Environment operator user guide

The purpose of environment operator is to act as an application deployment mechanism to a given environment. This largely equates to a Kubernetes namespace. Each of your environments (development, staging, production) will have it's own definition and a separate endpoint to perform deployments.

Deployment definition is fully compatible with environments.bitesize definition, so you can refer to the guide describing various options for that file. As every environment operator maintains a single environment, it takes a predefined section from environments.bitesize file to action on. For example, your dev cluster's namespace will have environment-operator configured to watch for changes in "development" section of your environments.bitesize, in your own git repository. It will automatically apply changes such as number of application instances running, load balancer endpoint configuration or environment variables passed to your application.
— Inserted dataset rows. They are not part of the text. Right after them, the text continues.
//! Root-finding outcome records.

use num_traits::Float;

/// Outcome of a root-finding run.
///
/// Solvers in this module never fail: numerical trouble degrades to the best
/// estimate available, and this record carries both the estimate and the
/// diagnostics a caller needs to judge it.
///
/// # Fields at a glance
///
/// - `root` is the returned estimate, valid in every case.
/// - `converged` is recomputed from the residual at `root`, so it always
///   describes the value actually handed back (even after a degraded exit).
/// - `bracketed` is `false` only when a bracketing method found same-signed
///   residuals at both endpoints; open methods report `true`.
///
/// # Example
///
/// ```
/// use quant_core::math::solvers::{BisectionSolver, SolverConfig};
///
/// let solver = BisectionSolver::new(SolverConfig::new(1e-9, 200));
/// let estimate = solver.find_root(|x: f64| x * x - 2.0, 0.0, 2.0);
///
/// assert!(estimate.is_success());
/// assert!(estimate.residual < 1e-9);
/// assert!(estimate.iterations > 0);
/// ```
#[derive(Debug, Clone, Copy, PartialEq)]
#[cfg_attr(feature = "serde", derive(serde::Serialize, serde::Deserialize))]
pub struct RootEstimate<T: Float> {
    /// Best root estimate.
    pub root: T,
    /// Number of iterations performed.
    pub iterations: usize,
    /// Whether `|f(root)| <= tolerance`.
    pub converged: bool,
    /// Whether the search interval enclosed a sign change.
    ///
    /// Only bisection can report `false`; Newton and secant perform no
    /// bracket check and always report `true`.
    pub bracketed: bool,
    /// Absolute residual `|f(root)|` at the returned estimate.
    pub residual: T,
}

impl<T: Float> RootEstimate<T> {
    /// Assemble an estimate, deriving `converged` from the residual.
    pub(crate) fn from_residual(
        root: T,
        iterations: usize,
        bracketed: bool,
        residual: T,
        tolerance: T,
    ) -> Self {
        Self {
            root,
            iterations,
            converged: residual <= tolerance,
            bracketed,
            residual,
        }
    }

    /// Whether the run both bracketed its root (where applicable) and met
    /// tolerance.
    #[inline]
    pub fn is_success(&self) -> bool {
        self.converged && self.bracketed
    }
}
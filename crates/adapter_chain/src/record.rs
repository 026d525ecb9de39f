//! Raw option-chain quote records.

use chrono::NaiveDate;
use quant_models::instruments::OptionKind;
use serde::{Deserialize, Serialize};

/// One quote line from a vendor option-chain file.
///
/// Field names serialise to the vendor's column vocabulary
/// (`Strike`, `OptionType`, `LastPrice`, ...). The record itself carries no
/// underlying information; the spot, rate and dividend yield live on the
/// [`OptionChain`](crate::OptionChain) that owns the quotes.
///
/// # Examples
/// ```
/// use adapter_chain::ChainQuote;
/// use chrono::NaiveDate;
/// use quant_models::instruments::OptionKind;
///
/// let quote = ChainQuote {
///     expiration: NaiveDate::from_ymd_opt(2024, 3, 15).unwrap(),
///     years_to_expiry: 0.021918,
///     strike: 130.0,
///     kind: OptionKind::Put,
///     last_price: 3.10,
///     bid: 3.15,
///     ask: 3.20,
///     volume: 420,
///     open_interest: 1180,
///     vendor_implied_vol: 0.46,
///     in_the_money: false,
/// };
///
/// // Mid of bid/ask wins over the stale last trade.
/// assert_eq!(quote.observed_price(), Some(3.175));
/// ```
#[derive(Debug, Clone, PartialEq, Serialize, Deserialize)]
#[serde(rename_all = "PascalCase")]
pub struct ChainQuote {
    /// Contract expiration date.
    pub expiration: NaiveDate,
    /// Year fraction until expiration.
    #[serde(rename = "TimeToMaturity")]
    pub years_to_expiry: f64,
    /// Strike price.
    pub strike: f64,
    /// Call or put.
    #[serde(rename = "OptionType")]
    pub kind: OptionKind,
    /// Last traded price; zero when the contract has not traded.
    pub last_price: f64,
    /// Best bid; zero when absent.
    pub bid: f64,
    /// Best ask; zero when absent.
    pub ask: f64,
    /// Session volume.
    pub volume: u64,
    /// Open interest.
    pub open_interest: u64,
    /// The vendor's own implied-volatility figure, kept for comparison.
    #[serde(rename = "ImpliedVolatility")]
    pub vendor_implied_vol: f64,
    /// Vendor moneyness flag.
    pub in_the_money: bool,
}

impl ChainQuote {
    /// The price the solver should match, if the quote carries one.
    ///
    /// Bid/ask midpoint when both sides are positive, otherwise the last
    /// traded price when positive, otherwise `None`. Quotes with no usable
    /// price are skipped by analysis rather than solved against zero.
    pub fn observed_price(&self) -> Option<f64> {
        if self.bid > 0.0 && self.ask > 0.0 {
            Some((self.bid + self.ask) / 2.0)
        } else if self.last_price > 0.0 {
            Some(self.last_price)
        } else {
            None
        }
    }
}
//! Implied-volatility solver configuration.

use num_traits::Float;

/// Alternative Newton seed for far-from-the-money quotes.
///
/// The default seed of `0.2` sits in the bulk of observed equity implied
/// volatilities; seeding at `2.0` instead starts the iteration above almost
/// every realistic answer, which can help when the low seed lands in a
/// flat-vega region.
pub const ALT_NEWTON_SEED: f64 = 2.0;

/// Domain defaults and knobs for the implied-volatility solvers.
///
/// The generic root finders in `quant_core` know nothing about
/// volatilities; this configuration binds them to the volatility domain:
/// a search bracket covering `0.01%`–`300%`, a residual tolerance on the
/// price scale, and per-method iteration caps (the bracketing method is
/// cheap per step and gets a larger cap than the derivative-based ones).
///
/// # Examples
/// ```
/// use quant_models::implied::ImpliedVolConfig;
///
/// let config = ImpliedVolConfig::<f64>::default();
/// assert_eq!(config.bracket, (1e-4, 3.0));
///
/// let loose = ImpliedVolConfig::<f64>::default().with_tolerance(1e-4);
/// assert_eq!(loose.tolerance, 1e-4);
/// ```
#[derive(Debug, Clone, Copy, PartialEq)]
pub struct ImpliedVolConfig<T: Float> {
    /// Absolute price-residual tolerance.
    pub tolerance: T,
    /// Bisection search bracket `(low, high)` in volatility terms.
    pub bracket: (T, T),
    /// Iteration cap for bisection.
    pub bisection_max_iterations: usize,
    /// Iteration cap for the open methods (Newton-Raphson, secant).
    pub open_max_iterations: usize,
    /// Newton-Raphson starting volatility.
    pub newton_seed: T,
    /// Secant seed pair `(older, newer)`.
    pub secant_seeds: (T, T),
}

impl<T: Float> Default for ImpliedVolConfig<T> {
    fn default() -> Self {
        Self {
            tolerance: T::from(1e-6).unwrap(),
            bracket: (T::from(1e-4).unwrap(), T::from(3.0).unwrap()),
            bisection_max_iterations: 1000,
            open_max_iterations: 100,
            newton_seed: T::from(0.2).unwrap(),
            secant_seeds: (T::from(2.0).unwrap(), T::from(3.0).unwrap()),
        }
    }
}

impl<T: Float> ImpliedVolConfig<T> {
    /// Returns a copy with the residual tolerance replaced.
    pub fn with_tolerance(mut self, tolerance: T) -> Self {
        self.tolerance = tolerance;
        self
    }

    /// Returns a copy with the bisection bracket replaced.
    pub fn with_bracket(mut self, low: T, high: T) -> Self {
        self.bracket = (low, high);
        self
    }

    /// Returns a copy with the Newton-Raphson seed replaced.
    ///
    /// See [`ALT_NEWTON_SEED`] for the conventional high alternative.
    pub fn with_newton_seed(mut self, seed: T) -> Self {
        self.newton_seed = seed;
        self
    }

    /// Returns a copy with the secant seed pair replaced.
    pub fn with_secant_seeds(mut self, older: T, newer: T) -> Self {
        self.secant_seeds = (older, newer);
        self
    }

    /// Returns a copy with both iteration caps replaced.
    pub fn with_iteration_caps(mut self, bisection: usize, open: usize) -> Self {
        self.bisection_max_iterations = bisection;
        self.open_max_iterations = open;
        self
    }
}

#[cfg(test)]
mod tests {
    use super::*;

    #[test]
    fn test_default_values() {
        let config = ImpliedVolConfig::<f64>::default();
        assert_eq!(config.tolerance, 1e-6);
        assert_eq!(config.bracket, (1e-4, 3.0));
        assert_eq!(config.bisection_max_iterations, 1000);
        assert_eq!(config.open_max_iterations, 100);
        assert_eq!(config.newton_seed, 0.2);
        assert_eq!(config.secant_seeds, (2.0, 3.0));
    }

    #[test]
    fn test_builders_replace_single_fields() {
        let config = ImpliedVolConfig::<f64>::default()
            .with_tolerance(1e-8)
            .with_bracket(0.01, 5.0)
            .with_newton_seed(ALT_NEWTON_SEED)
            .with_secant_seeds(1.0, 1.5)
            .with_iteration_caps(500, 50);

        assert_eq!(config.tolerance, 1e-8);
        assert_eq!(config.bracket, (0.01, 5.0));
        assert_eq!(config.newton_seed, 2.0);
        assert_eq!(config.secant_seeds, (1.0, 1.5));
        assert_eq!(config.bisection_max_iterations, 500);
        assert_eq!(config.open_max_iterations, 50);
    }

    #[test]
    fn test_f32_compatibility() {
        let config = ImpliedVolConfig::<f32>::default();
        assert!((config.newton_seed - 0.2_f32).abs() < 1e-7);
    }
}
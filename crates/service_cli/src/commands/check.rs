//! Check command implementation.
//!
//! Runs a self-validation battery over the numerical kernels: the normal
//! distribution approximations, quadrature convergence, and the 2D rule.
//! Exits non-zero when any check fails so the battery can gate deployments.

use std::f64::consts::PI;

use quant_core::math::quadrature::{
    convergence_iterations, trapezoid_2d, truncation_error, QuadratureMethod,
};
use quant_models::analytical::distributions::{norm_cdf, norm_pdf};
use tracing::info;

use crate::{CliError, Result};

/// Reference values for the standard normal CDF, Φ(z), at half-unit steps.
///
/// Tabulated to five decimal places; the Abramowitz and Stegun erf
/// approximation is accurate to 1.5e-7, so a 1e-4 tolerance leaves margin.
const NORMAL_TABLE: [(f64, f64); 7] = [
    (0.0, 0.5),
    (0.5, 0.69146),
    (1.0, 0.84134),
    (1.5, 0.93319),
    (2.0, 0.97725),
    (2.5, 0.99379),
    (3.0, 0.99865),
];

/// Execute the check command.
pub fn run() -> Result<()> {
    info!("Running validation battery");

    let mut results: Vec<(String, bool)> = Vec::new();

    // Normal CDF against the tabulated values, both tails.
    for (z, expected) in NORMAL_TABLE {
        let upper = (norm_cdf(z) - expected).abs() < 1e-4;
        let lower = (norm_cdf(-z) - (1.0 - expected)).abs() < 1e-4;
        results.push((format!("normal cdf at ±{:.1}", z), upper && lower));
    }

    // Density peak: φ(0) = 1/√(2π).
    let pdf_peak = (norm_pdf(0.0_f64) - 0.3989422804014327).abs() < 1e-12;
    results.push(("normal pdf peak".to_string(), pdf_peak));

    // Simpson convergence on ∫₀¹ 4/(1+x²) dx = π.
    let report = convergence_iterations(
        QuadratureMethod::Simpson,
        |x: f64| 4.0 / (1.0 + x * x),
        0.0,
        1.0,
        1e-8,
        12,
    );
    let quarter_circle = report.converged && (report.value - PI).abs() < 1e-8;
    results.push(("simpson convergence to pi".to_string(), quarter_circle));

    let error = truncation_error(
        QuadratureMethod::Simpson,
        |x: f64| 4.0 / (1.0 + x * x),
        0.0,
        1.0,
        100,
        PI,
    );
    results.push(("simpson truncation error".to_string(), error < 1e-8));

    // 2D rule: exact for constants and for bilinear integrands.
    let unit = trapezoid_2d(|_: f64, _: f64| 1.0, 0.0, 1.0, 4, 0.0, 1.0, 4);
    results.push(("2d constant integrand".to_string(), (unit - 1.0).abs() < 1e-12));

    let bilinear = trapezoid_2d(|x: f64, y: f64| x * y, 0.0, 2.0, 3, 0.0, 3.0, 5);
    results.push(("2d bilinear integrand".to_string(), (bilinear - 9.0).abs() < 1e-12));

    let mut passed = 0;
    let mut failed = 0;
    for (name, ok) in &results {
        if *ok {
            println!("  [PASS] {}", name);
            passed += 1;
        } else {
            println!("  [FAIL] {}", name);
            failed += 1;
        }
    }
    println!();
    println!("{} passed, {} failed", passed, failed);

    if failed > 0 {
        return Err(CliError::ValidationFailed(format!(
            "{} of {} validation checks failed",
            failed,
            passed + failed
        )));
    }

    info!("Validation battery complete");
    Ok(())
}
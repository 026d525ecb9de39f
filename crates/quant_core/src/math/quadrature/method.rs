//! Quadrature rule selection.

use super::rules;
use crate::types::MethodParseError;
use num_traits::Float;
use std::fmt;
use std::str::FromStr;

/// Selects one of the one-dimensional quadrature rules.
///
/// Library code passes this enum, so an unknown method is unrepresentable
/// once past a parse boundary. Text boundaries (CLI flags, configuration
/// files) obtain a value through [`FromStr`].
///
/// # Example
///
/// ```
/// use quant_core::math::quadrature::QuadratureMethod;
///
/// let method: QuadratureMethod = "simpson".parse().unwrap();
/// let integral = method.integrate(|x: f64| x * x * x, 0.0, 1.0, 2);
/// assert!((integral - 0.25).abs() < 1e-12);
/// ```
#[derive(Debug, Clone, Copy, PartialEq, Eq, Hash)]
#[cfg_attr(
    feature = "serde",
    derive(serde::Serialize, serde::Deserialize),
    serde(rename_all = "lowercase")
)]
pub enum QuadratureMethod {
    /// Composite trapezoidal rule, `O(h²)`.
    Trapezoid,
    /// Composite Simpson's rule, `O(h⁴)` for even interval counts.
    Simpson,
}

impl QuadratureMethod {
    /// Every selectable method, in parse-name order.
    pub const ALL: [QuadratureMethod; 2] = [QuadratureMethod::Trapezoid, QuadratureMethod::Simpson];

    /// Approximate `∫ₐᵇ f(x) dx` with the selected rule.
    ///
    /// # Panics
    ///
    /// Panics if `n` is zero.
    pub fn integrate<T, F>(&self, f: F, a: T, b: T, n: usize) -> T
    where
        T: Float,
        F: Fn(T) -> T,
    {
        match self {
            QuadratureMethod::Trapezoid => rules::trapezoid(f, a, b, n),
            QuadratureMethod::Simpson => rules::simpson(f, a, b, n),
        }
    }

    /// The canonical lowercase name, as accepted by [`FromStr`].
    #[inline]
    pub fn as_str(&self) -> &'static str {
        match self {
            QuadratureMethod::Trapezoid => "trapezoid",
            QuadratureMethod::Simpson => "simpson",
        }
    }
}

impl fmt::Display for QuadratureMethod {
    fn fmt(&self, f: &mut fmt::Formatter<'_>) -> fmt::Result {
        f.write_str(self.as_str())
    }
}

impl FromStr for QuadratureMethod {
    type Err = MethodParseError;

    fn from_str(s: &str) -> Result<Self, Self::Err> {
        match s.to_ascii_lowercase().as_str() {
            "trapezoid" | "trapezoidal" => Ok(QuadratureMethod::Trapezoid),
            "simpson" | "simpsons" => Ok(QuadratureMethod::Simpson),
            _ => Err(MethodParseError::UnknownMethod {
                name: s.to_string(),
                expected: "trapezoid, simpson",
            }),
        }
    }
}

#[cfg(test)]
mod tests {
    use super::*;

    #[test]
    fn test_parse_canonical_names() {
        assert_eq!(
            "trapezoid".parse::<QuadratureMethod>().unwrap(),
            QuadratureMethod::Trapezoid
        );
        assert_eq!(
            "simpson".parse::<QuadratureMethod>().unwrap(),
            QuadratureMethod::Simpson
        );
    }

    #[test]
    fn test_parse_is_case_insensitive() {
        assert_eq!(
            "Simpson".parse::<QuadratureMethod>().unwrap(),
            QuadratureMethod::Simpson
        );
        assert_eq!(
            "TRAPEZOIDAL".parse::<QuadratureMethod>().unwrap(),
            QuadratureMethod::Trapezoid
        );
    }

    #[test]
    fn test_parse_unknown_name_reports_choices() {
        let err = "gauss".parse::<QuadratureMethod>().unwrap_err();
        let msg = err.to_string();
        assert!(msg.contains("gauss"));
        assert!(msg.contains("trapezoid, simpson"));
    }

    #[test]
    fn test_display_round_trips_through_parse() {
        for method in QuadratureMethod::ALL {
            let parsed: QuadratureMethod = method.to_string().parse().unwrap();
            assert_eq!(parsed, method);
        }
    }

    #[test]
    fn test_integrate_dispatches_to_both_rules() {
        let t = QuadratureMethod::Trapezoid.integrate(|x: f64| x, 0.0, 1.0, 10);
        let s = QuadratureMethod::Simpson.integrate(|x: f64| x, 0.0, 1.0, 10);
        assert!((t - 0.5).abs() < 1e-12);
        assert!((s - 0.5).abs() < 1e-12);
    }
}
Other integral part of environment-operator is to provide endpoints to manage your deployments. The most common of them are /deploy and /status/${service} endpoints.

Deploying your application manually

You can use curl to perform deployments to your environment manually. All you need is to have an application endpoint and authentication setup when environment-operator was deployed:

$ curl -k -XPOST \
       -H "Authentication: Bearer ${auth_token}" \
       -H 'Content-Type: application/json' \
       -d '{"application":"myapp", "name":"myapp", "version":"1.0.0"}' \
       https://${deployment_endpoint}/deploy

POST body takes three parameters:

  • name - Service you are deploying to. This must match a service name in your environments.bitesize
  • application - Name of your application image (docker image name, without registry part). In most use cases, it will be the same as name option.
  • version - Your application's version (docker image tag).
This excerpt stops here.